— Итак, пьем гиннес, — произнес Джим и поднял стакан.
— Пьем гиннес.
Сильвия пригубила стакан. Напиток был хорош: мягкий, с фруктовым вкусом, он казался некрепким и походил на молочный коктейль, в который добавили немного алкоголя.
— Я много не пью, — сказала Сильвия.
— А я пью много, — ответил Джим и подтвердил сказанное, выпив сразу полстакана черного напитка.
— Вы собирались рассказать о себе.
— Я?
— Да, вы.
— Может, вы первая расскажете мне свою историю?
— Так я уже все рассказала.
— Нет, что вы. Вы только рассказали мне, что вы проститутка (бывшая) и джазовая певица (без работы). Так не пойдет. Прежде всего, вы ничего не сказали мне о том, что собираетесь делать в Нью- Йорке.
— Я же сказала, что собираюсь найти дедушкиного брата.
— Это я помню. А для чего?
— А почему бы мне его не отыскать?
— Тогда расскажите зачем. Держу пари, ваша история очень интересная. Расскажите.
Сильвия поднесла к лицу стакан и поверх него посмотрела на улыбающееся лицо Джима. В нем было что-то необычное, что именно, она не могла сказать, но было… было… Он был похож на эдакого проницательного дурачка, невинного, как розовый бутон, и одновременно усталого, как цветок на могиле через неделю после похорон. Это и было тем самым «необычным», что заставляло Сильвию откровенничать с ним. А может быть, причиной этой откровенности были ее отчаяние и безысходность. Ведь никто никогда не просил ее рассказать о себе, и у нее было такое чувство, что история ее жизни медленно задыхается в ее груди от слишком долгого пребывания взаперти (истории, чтобы они выжили и не забылись, необходимо иногда выводить на свежий воздух). Вот поэтому она и стала рассказывать ему о том, кто она; она пыталась рассказать ему, что делала в жизни, пыталась рассказать ему свою историю. И получилось так, что эту историю она и сама начала понимать. А пока она говорила, Джим все пил и пил свой нигерийский гиннес, пока не сполз под стол.
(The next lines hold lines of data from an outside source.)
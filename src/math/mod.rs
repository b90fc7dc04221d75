//! Mathematical utilities for the synthesis loop

/// Seeded random source for per-cell jitter
pub mod random;

/// Map any integer coordinate into `[0, n)` with true modulo
///
/// Negative inputs wrap from the far edge (`wrap(-1, n) == n - 1`), which is what
/// makes the output canvas toroidal. `n` must be non-zero.
pub const fn wrap(coordinate: i64, n: usize) -> usize {
    coordinate.rem_euclid(n as i64) as usize
}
Через полтора часа, когда она уже заканчивала свой рассказ, Джим вдруг встал на ноги.
— Я пьян, — объявил он.
— Вы меня слушали? — спросила Сильвия.
— Конечно, слушал. Но сейчас я пьян.
— Ты в порядке, Джимми? — закричал из-за стойки ирландец Тони.
— Я пьян, — ответил Джим.
Тони рассмеялся и, обращаясь к Сильвии, сказал:
— Тащите-ка его в кровать, милая.
На этот раз, когда они шли два квартала от бара до дому, Джим висел на руке Сильвии, а она смеялась над его заплетающейся походкой, над тем, как он поминутно спотыкался и чуть не падал — хорошо, что улица была пустынной и их никто не видел.
— Спокойной ночи, Джим, — пожелал консьерж, когда они вошли в лифт.
— Я пьян, Бенни, — успел крикнуть Джим до того, как двери лифта закрылись.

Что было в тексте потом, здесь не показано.